Os números foram apresentados durante o Global Trade Summit SC 2026, realizado em Balneário Camboriú (SC), em meio à tentativa do porto de consolidar sua recuperação operacional após um longo período de instabilidade administrativa e perda de competitividade.
Ao longo dos últimos anos, o complexo viu armadores migrarem parte das operações para outros terminais da região Sul, especialmente Navegantes (SC), Paranaguá (PR) e Itapoá (SC), em um ambiente marcado por incertezas sobre gestão, dragagem e capacidade operacional.
Agora, a administração do porto tenta reposicionar Itajaí na disputa por cargas conteinerizadas e serviços de longo curso. “O porto de Itajaí voltou a ocupar posição de destaque no cenário logístico nacional”, afirmou o superintendente do porto, Artur Antunes Pereira, durante participação em painel sobre infraestrutura portuária no evento.

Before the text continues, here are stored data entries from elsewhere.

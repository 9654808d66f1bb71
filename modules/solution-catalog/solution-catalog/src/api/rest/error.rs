//! REST error mapping for the Solution Catalog module.
//!
//! Errors are returned as RFC 9457 Problem Details.

use axum::http::{HeaderValue, StatusCode, header};
use axum::response::{IntoResponse, Response};
use serde::{Deserialize, Deserializer, Serialize, Serializer};
use utoipa::ToSchema;

use crate::domain::error::DomainError;

/// Content type for Problem Details as per RFC 9457.
pub const APPLICATION_PROBLEM_JSON: &str = "application/problem+json";

#[allow(clippy::trivially_copy_pass_by_ref)] // serde requires &T signature
fn serialize_status_code<S>(status: &StatusCode, serializer: S) -> Result<S::Ok, S::Error>
where
    S: Serializer,
{
    serializer.serialize_u16(status.as_u16())
}

fn deserialize_status_code<'de, D>(deserializer: D) -> Result<StatusCode, D::Error>
where
    D: Deserializer<'de>,
{
    let code = u16::deserialize(deserializer)?;
    StatusCode::from_u16(code).map_err(serde::de::Error::custom)
}

/// RFC 9457 Problem Details for HTTP APIs.
#[derive(Debug, Clone, Serialize, Deserialize, ToSchema)]
#[schema(title = "Problem", description = "RFC 9457 Problem Details for HTTP APIs")]
#[must_use]
pub struct Problem {
    /// A URI reference that identifies the problem type.
    #[serde(rename = "type")]
    pub type_url: String,
    /// A short, human-readable summary of the problem type.
    pub title: String,
    /// The HTTP status code for this occurrence of the problem.
    #[serde(
        serialize_with = "serialize_status_code",
        deserialize_with = "deserialize_status_code"
    )]
    #[schema(value_type = u16)]
    pub status: StatusCode,
    /// A human-readable explanation specific to this occurrence of the problem.
    pub detail: String,
    /// A URI reference that identifies the specific occurrence of the problem.
    pub instance: String,
    /// Machine-readable error code.
    pub code: String,
    /// Trace id useful for correlating logs.
    pub trace_id: Option<String>,
}

impl Problem {
    pub fn new(status: StatusCode, title: impl Into<String>, detail: impl Into<String>) -> Self {
        Self {
            type_url: "about:blank".to_owned(),
            title: title.into(),
            status,
            detail: detail.into(),
            instance: String::new(),
            code: String::new(),
            trace_id: None,
        }
    }

    pub fn with_type(mut self, type_url: impl Into<String>) -> Self {
        self.type_url = type_url.into();
        self
    }

    pub fn with_code(mut self, code: impl Into<String>) -> Self {
        self.code = code.into();
        self
    }

    pub fn with_trace_id(mut self, id: impl Into<String>) -> Self {
        self.trace_id = Some(id.into());
        self
    }
}

impl IntoResponse for Problem {
    fn into_response(self) -> Response {
        let status = self.status;
        let mut resp = axum::Json(self).into_response();
        *resp.status_mut() = status;
        resp.headers_mut().insert(
            header::CONTENT_TYPE,
            HeaderValue::from_static(APPLICATION_PROBLEM_JSON),
        );
        resp
    }
}

impl From<DomainError> for Problem {
    fn from(e: DomainError) -> Self {
        let trace_id = tracing::Span::current()
            .id()
            .map(|id| id.into_u64().to_string());

        let (status, code, title, detail) = match &e {
            DomainError::ModuleNotFound(_) => (
                StatusCode::NOT_FOUND,
                "SOLUTION_CATALOG_MODULE_NOT_FOUND",
                "Module not found",
                e.to_string(),
            ),
            DomainError::SolutionNotFound(_) => (
                StatusCode::NOT_FOUND,
                "SOLUTION_CATALOG_SOLUTION_NOT_FOUND",
                "Solution not found",
                e.to_string(),
            ),
            DomainError::EnvironmentNotFound { .. } => (
                StatusCode::NOT_FOUND,
                "SOLUTION_CATALOG_ENVIRONMENT_NOT_FOUND",
                "Environment not found",
                e.to_string(),
            ),
            DomainError::NotDevelopmentEnvironment { .. } => (
                StatusCode::UNPROCESSABLE_ENTITY,
                "SOLUTION_CATALOG_INVALID_OPERATION",
                "Invalid operation",
                e.to_string(),
            ),
            DomainError::ModuleAlreadyInstalled { .. } => (
                StatusCode::CONFLICT,
                "SOLUTION_CATALOG_CONFLICT",
                "Module already installed",
                e.to_string(),
            ),
            DomainError::Validation(msg) => (
                StatusCode::BAD_REQUEST,
                "SOLUTION_CATALOG_VALIDATION",
                "Validation failed",
                msg.clone(),
            ),
            DomainError::Internal(err) => {
                tracing::error!(error = ?err, "Internal error in solution_catalog");
                (
                    StatusCode::INTERNAL_SERVER_ERROR,
                    "SOLUTION_CATALOG_INTERNAL",
                    "Internal Server Error",
                    "An internal error occurred".to_owned(),
                )
            }
        };

        let mut problem = Problem::new(status, title, detail)
            .with_type(format!("https://errors.hyperspot.com/{code}"))
            .with_code(code);

        if let Some(id) = trace_id {
            problem = problem.with_trace_id(id);
        }

        problem
    }
}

Considerando todo o complexo portuário, incluindo áreas arrendadas e operações integradas, a movimentação já supera 5,7 milhões de toneladas e 577 mil TEUs em 2026.
Dragagem e acesso
Parte da estratégia de recuperação passa pela tentativa de resolver gargalos históricos do porto, principalmente no canal de acesso. A administração anunciou que deve assinar nos próximos dias o contrato para realização do estudo técnico de remoção do casco da embarcação Pallas, naufragada há mais de um século na região do canal e considerada uma limitação para a navegação de embarcações maiores.
A retirada da estrutura é tratada internamente como etapa importante para ampliar a competitividade do complexo diante da tendência de aumento do porte dos navios utilizados na navegação de contêineres. “Vamos iniciar a remoção dessa embarcação, o que permitir ter as portas do complexo do porto de Itajaí abertas a embarcações de maior porte”, disse Artur Antunes Pereira.
Outro ponto considerado estratégico pela autoridade portuária é a estabilidade da dragagem. Segundo o superintendente, uma nova licitação para manutenção do canal foi concluída no início deste ano, com possibilidade de renovação contratual por até uma década.
A avaliação no setor é que a previsibilidade operacional será decisiva para que Itajaí consiga recuperar escalas regulares e ampliar novamente sua participação na movimentação de contêineres do Sul do país.